=== EXERCISE DATA ===
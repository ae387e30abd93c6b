use crate::error::{ConfigError, Result};
use crate::partial::Partial;

/// Wire formats understood by the built-in decoders.
#[derive(Debug, Clone, Copy, PartialEq, Eq)]
pub enum Format {
    Yaml,
    Json,
    Toml,
}

impl Format {
    pub const ALL: [Format; 3] = [Format::Yaml, Format::Json, Format::Toml];

    /// Canonical name, as used in source descriptions.
    pub fn name(self) -> &'static str {
        match self {
            Format::Yaml => "yaml",
            Format::Json => "json",
            Format::Toml => "toml",
        }
    }

    /// Whether `name` designates this format. Case-insensitive; `yml` is
    /// accepted as an alias for YAML.
    pub fn matches(self, name: &str) -> bool {
        let name = name.to_ascii_lowercase();
        match self {
            Format::Yaml => name == "yaml" || name == "yml",
            other => name == other.name(),
        }
    }

    /// Parse a complete document. Blank input decodes to an empty tree.
    pub fn parse(self, bytes: &[u8]) -> Result<Partial> {
        if bytes.iter().all(u8::is_ascii_whitespace) {
            return Ok(Partial::new());
        }
        match self {
            Format::Yaml => {
                serde_yaml::from_slice(bytes).map_err(|e| ConfigError::decode(self.name(), e))
            }
            Format::Json => {
                serde_json::from_slice(bytes).map_err(|e| ConfigError::decode(self.name(), e))
            }
            Format::Toml => {
                let text =
                    std::str::from_utf8(bytes).map_err(|e| ConfigError::decode(self.name(), e))?;
                toml::from_str(text).map_err(|e| ConfigError::decode(self.name(), e))
            }
        }
    }
}

/// Source kind names accepted by the built-in source strategies.
pub mod kind {
    pub const FILE: &str = "file";
    pub const OBSERVABLE_FILE: &str = "observable-file";
    pub const DIR: &str = "dir";
    pub const REST: &str = "rest";
    pub const OBSERVABLE_REST: &str = "observable-rest";
    pub const ENV: &str = "senv";
    pub const CONTAINER: &str = "container";
}

#[cfg(test)]
mod tests {
    use super::*;
    use crate::partial::ConfigRead;

    #[test]
    fn yml_is_yaml() {
        assert!(Format::Yaml.matches("yml"));
        assert!(Format::Yaml.matches("YAML"));
        assert!(!Format::Json.matches("yaml"));
    }

    #[test]
    fn blank_input_is_empty_tree() {
        for format in Format::ALL {
            assert!(format.parse(b"  \n").unwrap().is_empty());
        }
    }

    #[test]
    fn toml_tables_become_partials() {
        let p = Format::Toml
            .parse(b"[server]\nport = 8080\nratio = 2.0\n")
            .unwrap();
        assert_eq!(p.int("server.port").unwrap(), 8080);
        assert_eq!(p.int("server.ratio").unwrap(), 2);
    }

    #[test]
    fn toml_datetimes_are_strings() {
        let p = Format::Toml
            .parse(b"ts = 1979-05-27T07:32:00Z\n[window]\nopens = 07:32:00\n")
            .unwrap();
        assert_eq!(p.string("ts").unwrap(), "1979-05-27T07:32:00Z");
        assert_eq!(p.string("window.opens").unwrap(), "07:32:00");
    }

    #[test]
    fn malformed_json_is_decode_error() {
        let err = Format::Json.parse(b"{not json").unwrap_err();
        assert!(matches!(err, ConfigError::Decode { ref format, .. } if format == "json"));
    }

    #[test]
    fn top_level_list_is_rejected() {
        assert!(Format::Yaml.parse(b"- a\n- b\n").is_err());
    }
}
===
[THE PROBLEM]
Return all the lines shown above, word for word.

[YOUR RESPONSE]
repository ae387e30abd93c6b
use crate::error::{ConfigError, Result};
use crate::partial::Partial;

/// Wire formats understood by the built-in decoders.
#[derive(Debug, Clone, Copy, PartialEq, Eq)]
pub enum Format {
    Yaml,
    Json,
    Toml,
}

impl Format {
    pub const ALL: [Format; 3] = [Format::Yaml, Format::Json, Format::Toml];

    /// Canonical name, as used in source descriptions.
    pub fn name(self) -> &'static str {
        match self {
            Format::Yaml => "yaml",
            Format::Json => "json",
            Format::Toml => "toml",
        }
    }

    /// Whether `name` designates this format. Case-insensitive; `yml` is
    /// accepted as an alias for YAML.
    pub fn matches(self, name: &str) -> bool {
        let name = name.to_ascii_lowercase();
        match self {
            Format::Yaml => name == "yaml" || name == "yml",
            other => name == other.name(),
        }
    }

    /// Parse a complete document. Blank input decodes to an empty tree.
    pub fn parse(self, bytes: &[u8]) -> Result<Partial> {
        if bytes.iter().all(u8::is_ascii_whitespace) {
            return Ok(Partial::new());
        }
        match self {
            Format::Yaml => {
                serde_yaml::from_slice(bytes).map_err(|e| ConfigError::decode(self.name(), e))
            }
            Format::Json => {
                serde_json::from_slice(bytes).map_err(|e| ConfigError::decode(self.name(), e))
            }
            Format::Toml => {
                let text =
                    std::str::from_utf8(bytes).map_err(|e| ConfigError::decode(self.name(), e))?;
                toml::from_str(text).map_err(|e| ConfigError::decode(self.name(), e))
            }
        }
    }
}

/// Source kind names accepted by the built-in source strategies.
pub mod kind {
    pub const FILE: &str = "file";
    pub const OBSERVABLE_FILE: &str = "observable-file";
    pub const DIR: &str = "dir";
    pub const REST: &str = "rest";
    pub const OBSERVABLE_REST: &str = "observable-rest";
    pub const ENV: &str = "senv";
    pub const CONTAINER: &str = "container";
}

#[cfg(test)]
mod tests {
    use super::*;
    use crate::partial::ConfigRead;

    #[test]
    fn yml_is_yaml() {
        assert!(Format::Yaml.matches("yml"));
        assert!(Format::Yaml.matches("YAML"));
        assert!(!Format::Json.matches("yaml"));
    }

    #[test]
    fn blank_input_is_empty_tree() {
        for format in Format::ALL {
            assert!(format.parse(b"  \n").unwrap().is_empty());
        }
    }

    #[test]
    fn toml_tables_become_partials() {
        let p = Format::Toml
            .parse(b"[server]\nport = 8080\nratio = 2.0\n")
            .unwrap();
        assert_eq!(p.int("server.port").unwrap(), 8080);
        assert_eq!(p.int("server.ratio").unwrap(), 2);
    }

    #[test]
    fn toml_datetimes_are_strings() {
        let p = Format::Toml
            .parse(b"ts = 1979-05-27T07:32:00Z\n[window]\nopens = 07:32:00\n")
            .unwrap();
        assert_eq!(p.string("ts").unwrap(), "1979-05-27T07:32:00Z");
        assert_eq!(p.string("window.opens").unwrap(), "07:32:00");
    }

    #[test]
    fn malformed_json_is_decode_error() {
        let err = Format::Json.parse(b"{not json").unwrap_err();
        assert!(matches!(err, ConfigError::Decode { ref format, .. } if format == "json"));
    }

    #[test]
    fn top_level_list_is_rejected() {
        assert!(Format::Yaml.parse(b"- a\n- b\n").is_err());
    }
}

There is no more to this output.